L’utilisation de programmes créés par Kaspersky Labs, basé en Russie, serait considérée comme une menace pour la sécurité nationale américaine.

Washington s’apprête à annoncer son intention d’interdire la vente aux Etats-Unis de logiciels antivirus fabriqués par la société russe de cybersécurité Kaspersky Labs, selon un rapport de Reuters citant des sources.

Des personnes proches du dossier ont déclaré au média que les liens étroits de l’entreprise avec le gouvernement russe étaient considérés par l’administration Biden comme posant un problème. « risque critique ». Les sources ont cité les inquiétudes de Washington quant à l’accès privilégié du logiciel aux systèmes informatiques qui pourrait lui permettre de voler des informations sensibles aux utilisateurs américains, d’installer des logiciels malveillants ou de refuser des mises à jour critiques.

Selon le rapport, l’entreprise russe de cybersécurité pourrait également être ajoutée à une liste de restrictions commerciales, ce qui empêcherait effectivement les fournisseurs américains d’une entreprise de la vendre. Une telle décision pourrait avoir un impact considérable sur la réputation et les ventes internationales de l’entreprise, ont indiqué les sources.

Les restrictions entreraient en vigueur le 29 septembre, donnant aux entreprises 100 jours pour trouver des alternatives. Les téléchargements de mises à jour logicielles, les reventes et les licences du produit seront également interdits. Kaspersky Labs sera interdit aux États-Unis 30 jours après l’annonce des restrictions. Le ministère du Commerce informera les entreprises avant de prendre des mesures coercitives à leur encontre.





Si le ministère se contente d’ajouter l’entité russe à sa liste de restrictions commerciales, les dommages seront en grande partie liés à la réputation, a déclaré Reuters. Si des unités étrangères étaient ajoutées, cette décision pourrait entraver considérablement la chaîne d’approvisionnement de l’entreprise de cybersécurité, a-t-il ajouté.

Les vendeurs et revendeurs qui enfreignent les restrictions seront passibles d’amendes, et des poursuites pénales potentielles seront engagées par le ministère de la Justice en cas de violations délibérées. Les utilisateurs du logiciel ne s’exposeront à aucune sanction légale, mais il leur est conseillé de cesser de l’utiliser.

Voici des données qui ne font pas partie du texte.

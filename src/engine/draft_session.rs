// ==========================================
// 合同录入引擎 - 向导会话
// ==========================================
// 职责: 持有目录快照、草稿与向导位置，按事件分派到纯迁移函数
// 并发: 单会话单所有者，无共享可变状态
// 失败语义: 事件处理失败时草稿保持原样
// ==========================================

use std::sync::Arc;

use chrono::NaiveDate;

use crate::config::engine_config::EngineConfig;
use crate::domain::catalog::EconomicTermCatalog;
use crate::domain::contract::ContractDraft;
use crate::domain::template::TemplateBundle;
use crate::domain::terms::{EconomicTerm, TermId};
use crate::domain::types::{ContractType, SectionId, TermKind};
use crate::engine::draft_transitions::{self as tx, QuotaEdit};
use crate::engine::error::EngineResult;
use crate::engine::section_wizard::{self, SectionStatus, SectionWizard, Transition};

/// 会话事件
#[derive(Debug, Clone, PartialEq)]
pub enum DraftEvent {
    // ===== 基本信息 =====
    SetContractType(Option<ContractType>),
    SetVendor(Option<String>),
    SetBuyer(Option<String>),
    SetProduct(Option<String>),
    SetCountry(Option<String>),
    SetStartMonth(Option<NaiveDate>),
    SetEndMonth(Option<NaiveDate>),
    EditQuota { index: usize, edit: QuotaEdit },

    // ===== 贸易术语 =====
    SetIncoterm(Option<String>),
    SetDeliveryLocation(String),

    // ===== 经济条款 =====
    AddTerm(TermKind),
    ReplaceTerm(EconomicTerm),
    RemoveTerm { kind: TermKind, id: TermId },

    // ===== 导航 =====
    Next,
    Previous,
    GoTo(SectionId),
}

/// 事件处理结果
#[derive(Debug, Clone, PartialEq)]
pub enum DispatchOutcome {
    Updated,
    TermAdded(TermId),
    Navigated(Transition),
}

// ==========================================
// DraftSession - 向导会话
// ==========================================
pub struct DraftSession {
    catalog: Arc<EconomicTermCatalog>,
    config: EngineConfig,
    draft: ContractDraft,
    wizard: SectionWizard,
}

impl DraftSession {
    /// 新建空白会话（目录须已完整加载）
    pub fn new(catalog: Arc<EconomicTermCatalog>, config: EngineConfig) -> Self {
        Self::with_draft(catalog, config, ContractDraft::new())
    }

    /// 由模板预填
    pub fn from_template(
        catalog: Arc<EconomicTermCatalog>,
        config: EngineConfig,
        bundle: &TemplateBundle,
    ) -> Self {
        Self::with_draft(catalog, config, tx::draft_from_template(bundle))
    }

    /// 以已有草稿开启会话
    ///
    /// 外部载入的草稿可能带有高于序号计数的条款ID，此处对齐计数避免重复分配；
    /// 交货区间与配额按向导同样的规则规整
    pub fn with_draft(
        catalog: Arc<EconomicTermCatalog>,
        config: EngineConfig,
        draft: ContractDraft,
    ) -> Self {
        let mut draft = tx::normalize_loaded_draft(draft, &config.quota_defaults);
        let max_id = draft
            .payables
            .iter()
            .map(|t| t.id.0)
            .chain(draft.penalties.iter().map(|t| t.id.0))
            .chain(draft.quality_specs.iter().map(|t| t.id.0))
            .chain(draft.refining_expenses.iter().map(|t| t.id.0))
            .max()
            .unwrap_or(0);
        draft.next_term_seq = draft.next_term_seq.max(max_id);

        Self {
            catalog,
            config,
            draft,
            wizard: SectionWizard::new(),
        }
    }

    pub fn draft(&self) -> &ContractDraft {
        &self.draft
    }

    pub fn catalog(&self) -> &EconomicTermCatalog {
        &self.catalog
    }

    pub fn config(&self) -> &EngineConfig {
        &self.config
    }

    pub fn current_section(&self) -> SectionId {
        self.wizard.current()
    }

    pub fn can_save(&self) -> bool {
        section_wizard::can_save(&self.draft)
    }

    pub fn section_statuses(&self) -> Vec<(SectionId, SectionStatus)> {
        section_wizard::section_statuses(&self.draft)
    }

    /// 分派事件
    ///
    /// # 错误
    /// - `EngineError`: 条款不存在、配额下标越界、目录配置错误等；草稿不变
    pub fn dispatch(&mut self, event: DraftEvent) -> EngineResult<DispatchOutcome> {
        let defaults = self.config.quota_defaults;
        let current = self.draft.clone();

        let (next, outcome) = match event {
            DraftEvent::SetContractType(v) => (tx::set_contract_type(current, v), DispatchOutcome::Updated),
            DraftEvent::SetVendor(v) => (tx::set_vendor(current, v), DispatchOutcome::Updated),
            DraftEvent::SetBuyer(v) => (tx::set_buyer(current, v), DispatchOutcome::Updated),
            DraftEvent::SetProduct(v) => (tx::set_product(current, v), DispatchOutcome::Updated),
            DraftEvent::SetCountry(v) => (tx::set_country(current, v), DispatchOutcome::Updated),
            DraftEvent::SetStartMonth(v) => {
                (tx::set_start_month(current, v, &defaults), DispatchOutcome::Updated)
            }
            DraftEvent::SetEndMonth(v) => {
                (tx::set_end_month(current, v, &defaults), DispatchOutcome::Updated)
            }
            DraftEvent::EditQuota { index, edit } => (
                tx::edit_quota(current, index, edit, self.config.enforce_dry_le_wet)?,
                DispatchOutcome::Updated,
            ),
            DraftEvent::SetIncoterm(v) => (tx::set_incoterm(current, v), DispatchOutcome::Updated),
            DraftEvent::SetDeliveryLocation(v) => {
                (tx::set_delivery_location(current, v), DispatchOutcome::Updated)
            }
            DraftEvent::AddTerm(kind) => {
                let (draft, id) = tx::add_term(current, kind, &self.catalog)?;
                (draft, DispatchOutcome::TermAdded(id))
            }
            DraftEvent::ReplaceTerm(term) => (tx::replace_term(current, term)?, DispatchOutcome::Updated),
            DraftEvent::RemoveTerm { kind, id } => {
                (tx::remove_term(current, kind, id)?, DispatchOutcome::Updated)
            }
            DraftEvent::Next => {
                let transition = self.wizard.go_to_next(&current);
                (current, DispatchOutcome::Navigated(transition))
            }
            DraftEvent::Previous => {
                let transition = self.wizard.go_to_previous();
                (current, DispatchOutcome::Navigated(transition))
            }
            DraftEvent::GoTo(section) => {
                let transition = self.wizard.go_to_section(section);
                (current, DispatchOutcome::Navigated(transition))
            }
        };

        self.draft = next;
        Ok(outcome)
    }
}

En 2017, le Département américain de la Sécurité intérieure a interdit à toutes les agences fédérales d’utiliser le logiciel Kaspersky, invoquant des problèmes de sécurité nationale, mais sans fournir de preuves. Le fondateur et directeur général de l’entreprise, Eugene Kaspersky, a dénoncé cette décision. « au mieux, une paranoïa sans fondement » à l’époque, l’entreprise avait intenté une action en justice, qui a ensuite été rejetée par le tribunal.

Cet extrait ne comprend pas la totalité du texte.